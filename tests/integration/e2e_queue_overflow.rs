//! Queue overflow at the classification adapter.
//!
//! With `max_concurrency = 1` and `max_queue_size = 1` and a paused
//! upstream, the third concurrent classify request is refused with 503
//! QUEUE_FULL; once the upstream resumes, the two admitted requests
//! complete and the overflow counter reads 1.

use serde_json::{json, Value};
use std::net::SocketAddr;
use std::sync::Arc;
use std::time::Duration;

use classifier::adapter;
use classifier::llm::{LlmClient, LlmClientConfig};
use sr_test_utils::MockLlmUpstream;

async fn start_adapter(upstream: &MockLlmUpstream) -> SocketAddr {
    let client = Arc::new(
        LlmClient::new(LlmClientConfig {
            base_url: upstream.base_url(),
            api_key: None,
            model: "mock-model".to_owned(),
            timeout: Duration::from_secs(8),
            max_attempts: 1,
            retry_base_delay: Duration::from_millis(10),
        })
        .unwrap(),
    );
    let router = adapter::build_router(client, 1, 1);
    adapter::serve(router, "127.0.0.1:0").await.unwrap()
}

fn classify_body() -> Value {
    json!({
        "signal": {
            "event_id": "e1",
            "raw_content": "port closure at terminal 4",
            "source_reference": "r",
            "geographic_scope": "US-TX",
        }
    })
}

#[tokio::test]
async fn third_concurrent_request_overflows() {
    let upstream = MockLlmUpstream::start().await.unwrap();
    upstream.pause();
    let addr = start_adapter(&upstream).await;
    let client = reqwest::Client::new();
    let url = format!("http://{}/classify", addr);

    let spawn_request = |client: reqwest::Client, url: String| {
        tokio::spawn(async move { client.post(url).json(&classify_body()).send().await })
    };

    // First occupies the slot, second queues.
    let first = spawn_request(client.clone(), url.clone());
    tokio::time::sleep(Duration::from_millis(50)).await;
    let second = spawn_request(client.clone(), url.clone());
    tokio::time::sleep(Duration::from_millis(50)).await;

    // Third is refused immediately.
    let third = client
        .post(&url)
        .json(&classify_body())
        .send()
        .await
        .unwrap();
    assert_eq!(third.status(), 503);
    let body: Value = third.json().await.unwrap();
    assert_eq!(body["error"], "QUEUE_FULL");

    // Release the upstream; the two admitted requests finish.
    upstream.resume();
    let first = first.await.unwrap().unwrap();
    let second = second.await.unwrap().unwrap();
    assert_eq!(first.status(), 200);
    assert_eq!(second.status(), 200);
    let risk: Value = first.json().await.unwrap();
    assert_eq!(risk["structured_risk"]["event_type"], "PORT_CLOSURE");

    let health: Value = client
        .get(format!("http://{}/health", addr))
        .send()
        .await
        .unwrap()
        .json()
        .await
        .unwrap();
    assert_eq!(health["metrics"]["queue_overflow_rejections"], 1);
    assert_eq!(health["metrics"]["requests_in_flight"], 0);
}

·····

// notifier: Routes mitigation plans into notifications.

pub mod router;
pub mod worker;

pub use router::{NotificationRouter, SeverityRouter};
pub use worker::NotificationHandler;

·····

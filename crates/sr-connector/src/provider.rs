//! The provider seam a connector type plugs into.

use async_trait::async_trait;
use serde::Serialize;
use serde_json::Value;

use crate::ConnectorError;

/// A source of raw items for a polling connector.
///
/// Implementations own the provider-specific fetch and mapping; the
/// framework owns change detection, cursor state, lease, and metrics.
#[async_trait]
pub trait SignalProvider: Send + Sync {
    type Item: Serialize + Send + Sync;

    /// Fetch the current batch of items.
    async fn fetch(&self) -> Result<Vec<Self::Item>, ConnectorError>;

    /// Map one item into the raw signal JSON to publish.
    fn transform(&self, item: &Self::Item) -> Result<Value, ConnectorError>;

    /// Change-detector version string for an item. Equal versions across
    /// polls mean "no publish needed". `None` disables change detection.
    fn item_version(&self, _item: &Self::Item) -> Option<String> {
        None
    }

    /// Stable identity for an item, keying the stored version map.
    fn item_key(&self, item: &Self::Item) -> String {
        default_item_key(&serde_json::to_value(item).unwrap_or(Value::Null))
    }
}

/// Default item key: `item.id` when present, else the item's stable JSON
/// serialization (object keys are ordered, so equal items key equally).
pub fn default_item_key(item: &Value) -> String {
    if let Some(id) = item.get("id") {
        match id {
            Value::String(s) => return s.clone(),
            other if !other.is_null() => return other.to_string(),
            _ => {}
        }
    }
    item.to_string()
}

·····

Locate the string "ConnectorError" in the listing above and copy every line where it occurs.

use crate::ConnectorError;
    async fn fetch(&self) -> Result<Vec<Self::Item>, ConnectorError>;
    fn transform(&self, item: &Self::Item) -> Result<Value, ConnectorError>;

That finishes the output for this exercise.